Strickland is buried in a tomb he designed in the Tennessee capitol’s northeast portico.
Buried in the southeast wall is Samuel D. Morgan, “The Merchant Prince of Nashville,” whose financial ventures were solid enough that the Legislature authorized his company to issue scrip during the financial panic of 1837.
As a member of the Capitol building commission, Morgan was instrumental in choosing Strickland and quashing cost-cutting proposals by the Legislature.
Strickland came from Philadelphia where he worked with Benjamin Latrobe, the architect of the U.S. Capitol.
Both the U.S. Mint and the Second Bank of the United States in Philadelphia are Strickland creations. Like the Tennessee Capitol, the two buildings are heavily influenced by ancient Greek architecture.

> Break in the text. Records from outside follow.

//! Wire types for the PetTravel REST API.
//!
//! One canonical shape per entity: numeric ids, email-based login, ISO dates.

mod auth;
mod pet;
mod plan;
mod travel;

pub use auth::*;
pub use pet::*;
pub use plan::*;
pub use travel::*;
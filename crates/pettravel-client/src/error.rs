//! Normalised error taxonomy for the API client.
//!
//! Every failure that leaves this crate is an [`ApiError`]. HTTP failures are
//! classified by status code in [`ApiError::from_failure`], transport failures
//! by [`NetworkErrorKind`]. Callers never see raw `reqwest` errors.

use std::collections::BTreeMap;
use std::fmt;

use serde_json::Value;

use crate::session::StorageError;

/// Keys of a DRF error body that carry a summary rather than a field error.
const SUMMARY_KEYS: &[&str] = &["detail", "message", "error", "code", "status"];

/// Why a request never produced an HTTP response.
#[derive(Debug, Clone, Copy, PartialEq, Eq)]
pub enum NetworkErrorKind {
    /// DNS resolution or TCP/TLS connection failed.
    Connect,
    /// The bounded wait configured on the client elapsed.
    Timeout,
    /// Any other transport failure (body stream broken, redirect loop, ...).
    Other,
}

impl fmt::Display for NetworkErrorKind {
    fn fmt(&self, f: &mut fmt::Formatter<'_>) -> fmt::Result {
        match self {
            Self::Connect => write!(f, "connect"),
            Self::Timeout => write!(f, "timeout"),
            Self::Other => write!(f, "transport"),
        }
    }
}

/// Discriminant of [`ApiError`], for callers that only need to branch.
#[derive(Debug, Clone, Copy, PartialEq, Eq)]
pub enum ErrorKind {
    Validation,
    Auth,
    NotFound,
    Server,
    Network,
    Decode,
    Storage,
}

/// Errors produced by the API client.
#[derive(Debug, thiserror::Error)]
pub enum ApiError {
    /// The request was rejected as invalid (400, 409, 422 and other 4xx).
    #[error("Validation failed (HTTP {status}): {message}")]
    Validation {
        /// HTTP status code.
        status: u16,
        /// Summary message.
        message: String,
        /// Field name to messages, as returned by the backend.
        fields: BTreeMap<String, Vec<String>>,
    },

    /// The credentials were rejected (401/403).
    #[error("Authentication failed (HTTP {status}): {message}")]
    Auth {
        /// HTTP status code.
        status: u16,
        /// Summary message.
        message: String,
        /// The session was cleared; the user has to log in again.
        login_required: bool,
    },

    /// The resource does not exist (404).
    #[error("Not found: {message}")]
    NotFound {
        /// Summary message.
        message: String,
    },

    /// The backend failed (5xx) or throttled the client (429).
    #[error("Server error (HTTP {status}): {message}")]
    Server {
        /// HTTP status code.
        status: u16,
        /// Summary message.
        message: String,
    },

    /// No HTTP response was received.
    #[error("Network error ({kind}): {message}")]
    Network {
        /// Transport failure class.
        kind: NetworkErrorKind,
        /// Underlying error text.
        message: String,
    },

    /// A success response did not match the expected shape.
    #[error("Failed to decode response: {message}")]
    Decode {
        /// Decoder error text.
        message: String,
    },

    /// Persisting the session failed.
    #[error("Session storage error: {0}")]
    Storage(#[from] StorageError),
}

impl ApiError {
    /// Normalises a non-success HTTP response.
    pub fn from_failure(status: u16, body: &Value) -> Self {
        let message = summary_message(body);
        match status {
            401 | 403 => Self::Auth {
                status,
                message: message.unwrap_or_else(|| "Authentication required".to_string()),
                login_required: false,
            },
            404 => Self::NotFound {
                message: message.unwrap_or_else(|| "Resource not found".to_string()),
            },
            429 => Self::Server {
                status,
                message: message.unwrap_or_else(|| "Too many requests".to_string()),
            },
            400..=499 => {
                let fields = field_errors(body);
                let message = message
                    .or_else(|| {
                        fields
                            .iter()
                            .next()
                            .and_then(|(field, msgs)| msgs.first().map(|m| format!("{field}: {m}")))
                    })
                    .unwrap_or_else(|| "Invalid request".to_string());
                Self::Validation {
                    status,
                    message,
                    fields,
                }
            }
            _ => Self::Server {
                status,
                message: message.unwrap_or_else(|| "Unexpected server response".to_string()),
            },
        }
    }

    /// Builds the error reported after a forced logout.
    pub(crate) fn session_expired(status: u16) -> Self {
        Self::Auth {
            status,
            message: "Session expired, please log in again".to_string(),
            login_required: true,
        }
    }

    pub(crate) fn decode(err: impl fmt::Display) -> Self {
        Self::Decode {
            message: err.to_string(),
        }
    }

    pub fn kind(&self) -> ErrorKind {
        match self {
            Self::Validation { .. } => ErrorKind::Validation,
            Self::Auth { .. } => ErrorKind::Auth,
            Self::NotFound { .. } => ErrorKind::NotFound,
            Self::Server { .. } => ErrorKind::Server,
            Self::Network { .. } => ErrorKind::Network,
            Self::Decode { .. } => ErrorKind::Decode,
            Self::Storage(_) => ErrorKind::Storage,
        }
    }

    /// HTTP status, when the error came from a response.
    pub fn status(&self) -> Option<u16> {
        match self {
            Self::Validation { status, .. } | Self::Auth { status, .. } | Self::Server { status, .. } => {
                Some(*status)
            }
            Self::NotFound { .. } => Some(404),
            _ => None,
        }
    }

    /// True for errors a user may retry by hand (server and network failures).
    pub fn is_retryable(&self) -> bool {
        matches!(self, Self::Server { .. } | Self::Network { .. })
    }

    /// True when the session is gone and the caller must go to the login entry point.
    pub fn requires_login(&self) -> bool {
        matches!(
            self,
            Self::Auth {
                login_required: true,
                ..
            }
        )
    }

    /// Human-readable message for display next to a form or in a terminal.
    pub fn user_message(&self) -> String {
        match self {
            Self::Validation { message, .. } => message.clone(),
            Self::Auth {
                login_required: true,
                ..
            } => "Your session has expired. Please log in again.".to_string(),
            Self::Auth { status: 403, .. } => {
                "You do not have permission to perform this action.".to_string()
            }
            Self::Auth { .. } => {
                "Authentication failed. Please check your credentials and try again.".to_string()
            }
            Self::NotFound { .. } => "The requested resource was not found.".to_string(),
            Self::Server { status: 429, .. } => "Too many requests. Please try again later.".to_string(),
            Self::Server { .. } => "Server error. Please try again later.".to_string(),
            Self::Network {
                kind: NetworkErrorKind::Timeout,
                ..
            } => "Request timed out. Please try again.".to_string(),
            Self::Network { .. } => {
                "Unable to connect to the server. Please check your connection and try again."
                    .to_string()
            }
            Self::Decode { .. } => {
                "There was a problem processing the response. Please try again.".to_string()
            }
            Self::Storage(_) => "Could not save your session on this device.".to_string(),
        }
    }
}

impl From<reqwest::Error> for ApiError {
    fn from(err: reqwest::Error) -> Self {
        let kind = if err.is_timeout() {
            NetworkErrorKind::Timeout
        } else if err.is_connect() {
            NetworkErrorKind::Connect
        } else {
            NetworkErrorKind::Other
        };
        Self::Network {
            kind,
            message: err.to_string(),
        }
    }
}

fn summary_message(body: &Value) -> Option<String> {
    match body {
        Value::String(s) if !s.trim().is_empty() => Some(s.trim().to_string()),
        Value::Object(map) => SUMMARY_KEYS
            .iter()
            .filter_map(|key| map.get(*key))
            .find_map(|v| v.as_str().map(str::to_string)),
        _ => None,
    }
}

fn field_errors(body: &Value) -> BTreeMap<String, Vec<String>> {
    let mut fields = BTreeMap::new();
    let Some(map) = body.as_object() else {
        return fields;
    };
    // Some views nest field errors under "errors".
    let map = map
        .get("errors")
        .and_then(Value::as_object)
        .unwrap_or(map);

    for (field, value) in map {
        if SUMMARY_KEYS.contains(&field.as_str()) {
            continue;
        }
        let messages: Vec<String> = match value {
            Value::String(s) => vec![s.clone()],
            Value::Array(items) => items
                .iter()
                .filter_map(|i| i.as_str().map(str::to_string))
                .collect(),
            _ => Vec::new(),
        };
        if !messages.is_empty() {
            fields.insert(field.clone(), messages);
        }
    }
    fields
}
//! Query Cache & Invalidation.
//!
//! Read results are keyed by [`QueryKey`] and annotated with the [`Tag`]s they
//! provide. A successful mutation invalidates tags; every entry providing a
//! matched tag is evicted, or marked stale and re-fetched if it has a live
//! [`Subscription`].

mod store;
mod tags;

pub use store::{CacheEvent, FetchTicket, QueryCache, QueryKey, Subscription};
pub use tags::{Tag, TagId, TagType};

Strickland lined the porticos of the Capitol with Ionic columns topped with what look like rolled scrolls.
The design of the porticos was Strickland’s take on the Erechtheum in Athens, a temple on the Acropolis with identical columns.
Similarly, the Capitol’s tower is modeled on a choragic monument built by Lysicrates in 333 B.C., also in Athens.
Choragic monuments were large pedestals built to display prizes won in athletic or musical competitions. None but Lysicrates’ monument survived antiquity.
To boost structural integrity, Strickland used iron trusses on the Capitol, making it one of the first buildings in the country with such underpinnings.
The Capitol’s exterior limestone was quarried nearby at 13th and Charlotte Ave., near the present I-40 freeway.
Marble for the interior came from Knoxville and Rogersville, 180 miles and 255 miles east of Nashville, respectively.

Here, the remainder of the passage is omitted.